Неизвестно, последовал ли наш адъюнкт этому совету, но мощный организм Ломоносова в самом непродолжительном времени справился со всеми этими непустячными повреждениями. 11 октября тот же Штурм подал в канцелярию Академии наук “покорнейшее прошение”, в котором он сообщил, что Ломоносов навел на него “великий страх, ибо он 8 числа сего месяца двум его девкам сказал, что ему руку и ногу переломит и таким образом его убить хочет”. Затем Штурм ходатайствовал, чтобы Ломоносов дал ему “надежных порук”, что он его оставит в покое.
Со стороны канцелярии за все это безобразное буйство Ломоносов не был подвергнут никакому наказанию: 7 октября 1742 года произошла крупная перемена в управлении нашей Академией.

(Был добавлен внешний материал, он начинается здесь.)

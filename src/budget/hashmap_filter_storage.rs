use std::{collections::HashMap, fmt::Debug, hash::Hash};

use crate::budget::traits::{Filter, FilterCapacities, FilterStorage};

/// Simple implementation of FilterStorage using a HashMap.
/// Works for any Filter that implements the Filter trait.
#[derive(Debug, Default)]
pub struct HashMapFilterStorage<F, C>
where
    C: FilterCapacities,
    F: Filter<C::Budget>,
{
    capacities: C,
    filters: HashMap<C::FilterId, F>,
}

impl<F, C> FilterStorage for HashMapFilterStorage<F, C>
where
    F: Filter<C::Budget, Error = anyhow::Error> + Clone,
    C: FilterCapacities<Error = anyhow::Error>,
    C::FilterId: Clone + Eq + Hash + Debug,
{
    type FilterId = C::FilterId;
    type Budget = C::Budget;
    type Filter = F;
    type Capacities = C;
    type Error = anyhow::Error;

    fn new(capacities: Self::Capacities) -> Result<Self, Self::Error>
    where
        Self: Sized,
    {
        let this = Self {
            capacities,
            filters: HashMap::new(),
        };
        Ok(this)
    }

    fn capacities(&self) -> &Self::Capacities {
        &self.capacities
    }

    fn get_filter(
        &mut self,
        filter_id: &Self::FilterId,
    ) -> Result<Option<Self::Filter>, Self::Error> {
        let filter = self.filters.get(filter_id).cloned();
        Ok(filter)
    }

    fn set_filter(
        &mut self,
        filter_id: &Self::FilterId,
        filter: Self::Filter,
    ) -> Result<(), Self::Error> {
        self.filters.insert(filter_id.clone(), filter);
        Ok(())
    }

    fn clear(&mut self) -> Result<(), Self::Error> {
        self.filters.clear();
        Ok(())
    }

    fn retain<P>(&mut self, mut keep: P) -> Result<(), Self::Error>
    where
        P: FnMut(&Self::FilterId) -> bool,
    {
        self.filters.retain(|filter_id, _| keep(filter_id));
        Ok(())
    }
}
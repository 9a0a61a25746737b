use crate::events::{
    impression::{ImpressionEvent, ImpressionKind},
    traits::RelevantEventSelector,
};

/// A conversion measurement request.
///
/// The target host is both the site the conversion happened on and the
/// querier whose budget the report is charged to.
#[derive(Debug, Clone, PartialEq)]
pub struct ConversionQuery {
    pub target_host: String,

    /// Impression sites in scope for attribution. Must be non-empty.
    pub source_hosts: Vec<String>,

    /// Ad identifiers whose impressions are attribution candidates. An
    /// empty list matches nothing; the query still spends budget.
    pub ad_ids: Vec<String>,

    /// Number of buckets in the report. Zero is invalid.
    pub histogram_size: u32,

    /// Attribution window in days; None means the engine's maximum
    /// retention window.
    pub lookback_days: Option<u32>,

    /// Restricts candidates to one interaction kind when set.
    pub kind_filter: Option<ImpressionKind>,
}

/// Tags the impressions a conversion query may attribute.
#[derive(Debug)]
pub struct ConversionEventSelector<'a> {
    pub query: &'a ConversionQuery,
}

impl RelevantEventSelector for ConversionEventSelector<'_> {
    type Event = ImpressionEvent;

    fn is_relevant_event(&self, event: &ImpressionEvent) -> bool {
        let query = self.query;
        event.target_host == query.target_host
            && query.source_hosts.contains(&event.source_host)
            && query.ad_ids.contains(&event.ad_id)
            && query.kind_filter.map_or(true, |kind| kind == event.kind)
    }
}

#[cfg(test)]
mod tests {
    use super::*;

    #[test]
    fn test_selector_matches_on_all_fields() {
        let query = ConversionQuery::mock();
        let selector = ConversionEventSelector { query: &query };

        let event = ImpressionEvent::mock();
        assert!(selector.is_relevant_event(&event));

        let mut other_target = event.clone();
        other_target.target_host = "bags.example".into();
        assert!(!selector.is_relevant_event(&other_target));

        let mut unknown_source = event.clone();
        unknown_source.source_host = "forum.example".into();
        assert!(!selector.is_relevant_event(&unknown_source));

        let mut other_ad = event.clone();
        other_ad.ad_id = "unrelated-campaign".into();
        assert!(!selector.is_relevant_event(&other_ad));
    }

    #[test]
    fn test_selector_kind_filter() {
        let mut query = ConversionQuery::mock();
        query.kind_filter = Some(ImpressionKind::Click);
        let selector = ConversionEventSelector { query: &query };

        let mut event = ImpressionEvent::mock();
        event.kind = ImpressionKind::View;
        assert!(!selector.is_relevant_event(&event));
        event.kind = ImpressionKind::Click;
        assert!(selector.is_relevant_event(&event));
    }

    #[test]
    fn test_empty_ad_list_matches_nothing() {
        let mut query = ConversionQuery::mock();
        query.ad_ids.clear();
        let selector = ConversionEventSelector { query: &query };
        assert!(!selector.is_relevant_event(&ImpressionEvent::mock()));
    }
}
pub mod conversion;
pub mod histogram;
pub mod last_touch;
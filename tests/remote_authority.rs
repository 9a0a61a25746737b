mod common;

use common::logging;
use palib::{
    budget::{
        quotas::{FilterKind, StaticCapacities},
        traits::FilterStorage,
    },
    clock::EpochClock,
    events::{
        btreemap_event_storage::BTreeMapEventStorage,
        impression::ImpressionKind,
    },
    queries::conversion::ConversionQuery,
    service::{
        aliases::{DefaultFilterStorage, DefaultReportEngine},
        authority::{
            spawn_authority, AttributionAuthority, LocalAuthority,
            ServiceError,
        },
        config::ServiceConfig,
        engine::ReportEngine,
    },
    util::tests::assert_bins,
};

fn new_engine() -> Result<DefaultReportEngine, anyhow::Error> {
    let filters = DefaultFilterStorage::new(StaticCapacities::default())?;
    Ok(ReportEngine::new(
        &ServiceConfig::default(),
        BTreeMapEventStorage::new(),
        filters,
    ))
}

fn current_epoch() -> u64 {
    ServiceConfig::default().clock().epoch_of(EpochClock::now_ms())
}

fn brand_query() -> ConversionQuery {
    ConversionQuery {
        target_host: "brand.example".to_string(),
        source_hosts: vec!["a.example".to_string()],
        ad_ids: vec!["summer-launch".to_string()],
        histogram_size: 4,
        // Wide enough to keep the injected epoch in the window even if the
        // wall clock crosses an epoch boundary mid-test.
        lookback_days: Some(7),
        kind_filter: None,
    }
}

/// The same sequence of operations answers identically through a local
/// authority and through the actor-backed remote one.
#[test]
fn main() -> Result<(), anyhow::Error> {
    logging::init_default_logging();

    let local = LocalAuthority::new(new_engine()?, true);
    let (remote, handle) = spawn_authority(new_engine()?, true);
    let epoch = current_epoch();

    let authorities: [&dyn AttributionAuthority; 2] = [&local, &remote];
    let mut reports = vec![];
    let mut budgets = vec![];
    for authority in authorities {
        authority.add_mock_event(
            epoch,
            ImpressionKind::View,
            2,
            "summer-launch",
            "a.example",
            "brand.example",
        )?;
        reports.push(authority.measure_conversion(&brand_query())?);
        budgets.push(authority.remaining_budget(
            FilterKind::PerQuerier,
            epoch,
            "brand.example",
        )?);
    }

    assert_eq!(reports[0], reports[1]);
    assert_bins(&reports[0], &[0.0, 0.0, 1.0, 0.0]);
    assert_eq!(budgets[0], budgets[1]);

    drop(remote);
    handle.join().ok();
    Ok(())
}

/// The remote gate behaves like the local one: silent writes, tagged
/// reads, administrative calls unaffected.
#[test]
fn remote_recording_gate() -> Result<(), anyhow::Error> {
    logging::init_default_logging();

    let (remote, handle) = spawn_authority(new_engine()?, false);

    remote.save_impression(
        ImpressionKind::View,
        0,
        "summer-launch",
        "a.example",
        "brand.example",
    )?;
    assert!(matches!(
        remote.measure_conversion(&brand_query()),
        Err(ServiceError::RecordingDisabled)
    ));
    remote.clear_budgets()?;

    remote.set_recording_enabled(true)?;
    let report = remote.measure_conversion(&brand_query())?;
    // The impression offered while disabled was never stored.
    assert!(report.is_all_zero());

    remote.shutdown()?;
    handle.join().ok();
    Ok(())
}

/// Dropping every handle stops the actor; a handle that outlives a
/// shutdown gets `NoAuthority` for everything.
#[test]
fn actor_lifecycle() -> Result<(), anyhow::Error> {
    logging::init_default_logging();

    // All handles dropped: the actor drains and exits on its own.
    let (remote, handle) = spawn_authority(new_engine()?, true);
    let clone = remote.clone();
    drop(remote);
    drop(clone);
    handle.join().ok();

    // Explicit shutdown: surviving handles turn into dead ends.
    let (remote, handle) = spawn_authority(new_engine()?, true);
    let survivor = remote.clone();
    remote.shutdown()?;
    handle.join().ok();

    assert!(matches!(
        survivor.measure_conversion(&brand_query()),
        Err(ServiceError::NoAuthority)
    ));
    assert!(matches!(
        survivor.clear_events(),
        Err(ServiceError::NoAuthority)
    ));
    assert!(matches!(
        survivor.save_impression(
            ImpressionKind::View,
            0,
            "summer-launch",
            "a.example",
            "brand.example",
        ),
        Err(ServiceError::NoAuthority)
    ));
    Ok(())
}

Еще в конце 1734 года, когда барон Корф только что вступил в должность “главного командира” Академии и в первый раз присутствовал на академическом собрании, астроном Жозеф Никола Делиль в своей приветственной речи новому президенту довольно обстоятельно изложил весь вред, происходящий оттого, что наши академики находились в полной “зависимости от канцелярии и подчинены ей даже по таким делам, по которым решение могли дать только специалисты и ученые”. “А что больше жалобы достойно, – замечает Делиль, – оная канцелярия неправедным образом взяла команду и над Академией наук и во всем определяет сама собою. К сему якобы вышнему суду надлежит идти просить милости для вспомоществования во всяких потребностях и выходатайствовать выдачу жалованья и прочих расходов и иждивений, которые часто для Академии учинить надобно, которой выдачи только тогда и иметь можно, когда деньги после расходу на ремесленных людей останутся за излишеством…”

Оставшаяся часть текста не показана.